» **Your goal**:
An exact printout of all the entries is required.

» **Source data**:
——

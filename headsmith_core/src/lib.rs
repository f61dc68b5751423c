//! `headsmith_core` is the engine behind [headsmith](https://github.com/headsmith/headsmith). It writes a metadata header at the top of source files using the comment syntax of each file's language, finds headers that are already there, and keeps their last-modified timestamp current.
//!
//! ## Processing Pipeline
//!
//! ```text
//! Document (language id + extension)
//!   → LanguageRuleResolver (rule table + per-language overrides → comment tokens)
//!   → CommentPrefixSelector (tokens → opener / middle / closer prefixes)
//!   → HeaderLocator (scan window → complete / absent / broken / aborted)
//!   → HeaderLifecycle (insert a new header or rewrite the last-modified line)
//! ```
//!
//! ## Modules
//!
//! - [`config`]: Loading `headsmith.toml` (header strings, scan window, overrides, exclusions and logo).
//! - [`rules`]: The comment rule table and language resolution.
//! - [`builder`]: Header rendering, including the decoration routine shared with the locator.
//! - [`locator`]: Header detection.
//! - [`lifecycle`]: The inject and refresh operations.
//! - [`files`]: Running the lifecycle on files from disk.
//!
//! ## Quick Start
//!
//! ```rust,no_run
//! use headsmith_core::*;
//! use std::path::Path;
//!
//! let root = Path::new(".");
//! let config = HeaderConfig::load_or_default(root).unwrap();
//! let sink = TracingSink;
//! let rules = RuleTable::for_config(&config, root, &sink);
//! let exclusions = config.exclusions(root).unwrap();
//! let logo = ConfiguredLogo::from_config(&config.logo, root).unwrap();
//! let project_name = config.project_name(root);
//!
//! let ctx = HeaderContext {
//! 	config: &config,
//! 	rules: &rules,
//! 	exclusions: &exclusions,
//! 	sink: &sink,
//! 	prompter: &NonInteractive,
//! 	clock: &SystemClock,
//! 	logo: &logo,
//! 	project_name: &project_name,
//! };
//!
//! let run = run_file(&ctx, Path::new("src/main.rs"), Operation::Inject, None).unwrap();
//! run.write().unwrap();
//! ```

pub use builder::*;
pub use clock::*;
pub use config::*;
pub use context::*;
pub use diagnostics::*;
pub use document::*;
pub use error::*;
pub use files::*;
pub use lifecycle::*;
pub use locator::*;
pub use logo::*;
pub use metadata::*;
pub use prefix::*;
pub use prompt::*;
pub use rules::*;

pub mod builder;
mod clock;
pub mod config;
mod context;
mod diagnostics;
mod document;
#[allow(unused_assignments)]
mod error;
pub mod files;
pub mod lifecycle;
pub mod locator;
mod logo;
mod metadata;
mod prefix;
mod prompt;
pub mod rules;

#[cfg(test)]
mod __fixtures;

——

» **Answer space**:
filename headsmith_core/src/lib.rs
repository f61dc68b5751423c
//! `headsmith_core` is the engine behind [headsmith](https://github.com/headsmith/headsmith). It writes a metadata header at the top of source files using the comment syntax of each file's language, finds headers that are already there, and keeps their last-modified timestamp current.
//!
//! ## Processing Pipeline
//!
//! ```text
//! Document (language id + extension)
//!   → LanguageRuleResolver (rule table + per-language overrides → comment tokens)
//!   → CommentPrefixSelector (tokens → opener / middle / closer prefixes)
//!   → HeaderLocator (scan window → complete / absent / broken / aborted)
//!   → HeaderLifecycle (insert a new header or rewrite the last-modified line)
//! ```
//!
//! ## Modules
//!
//! - [`config`]: Loading `headsmith.toml` (header strings, scan window, overrides, exclusions and logo).
//! - [`rules`]: The comment rule table and language resolution.
//! - [`builder`]: Header rendering, including the decoration routine shared with the locator.
//! - [`locator`]: Header detection.
//! - [`lifecycle`]: The inject and refresh operations.
//! - [`files`]: Running the lifecycle on files from disk.
//!
//! ## Quick Start
//!
//! ```rust,no_run
//! use headsmith_core::*;
//! use std::path::Path;
//!
//! let root = Path::new(".");
//! let config = HeaderConfig::load_or_default(root).unwrap();
//! let sink = TracingSink;
//! let rules = RuleTable::for_config(&config, root, &sink);
//! let exclusions = config.exclusions(root).unwrap();
//! let logo = ConfiguredLogo::from_config(&config.logo, root).unwrap();
//! let project_name = config.project_name(root);
//!
//! let ctx = HeaderContext {
//! 	config: &config,
//! 	rules: &rules,
//! 	exclusions: &exclusions,
//! 	sink: &sink,
//! 	prompter: &NonInteractive,
//! 	clock: &SystemClock,
//! 	logo: &logo,
//! 	project_name: &project_name,
//! };
//!
//! let run = run_file(&ctx, Path::new("src/main.rs"), Operation::Inject, None).unwrap();
//! run.write().unwrap();
//! ```

pub use builder::*;
pub use clock::*;
pub use config::*;
pub use context::*;
pub use diagnostics::*;
pub use document::*;
pub use error::*;
pub use files::*;
pub use lifecycle::*;
pub use locator::*;
pub use logo::*;
pub use metadata::*;
pub use prefix::*;
pub use prompt::*;
pub use rules::*;

pub mod builder;
mod clock;
pub mod config;
mod context;
mod diagnostics;
mod document;
#[allow(unused_assignments)]
mod error;
pub mod files;
pub mod lifecycle;
pub mod locator;
mod logo;
mod metadata;
mod prefix;
mod prompt;
pub mod rules;

#[cfg(test)]
mod __fixtures;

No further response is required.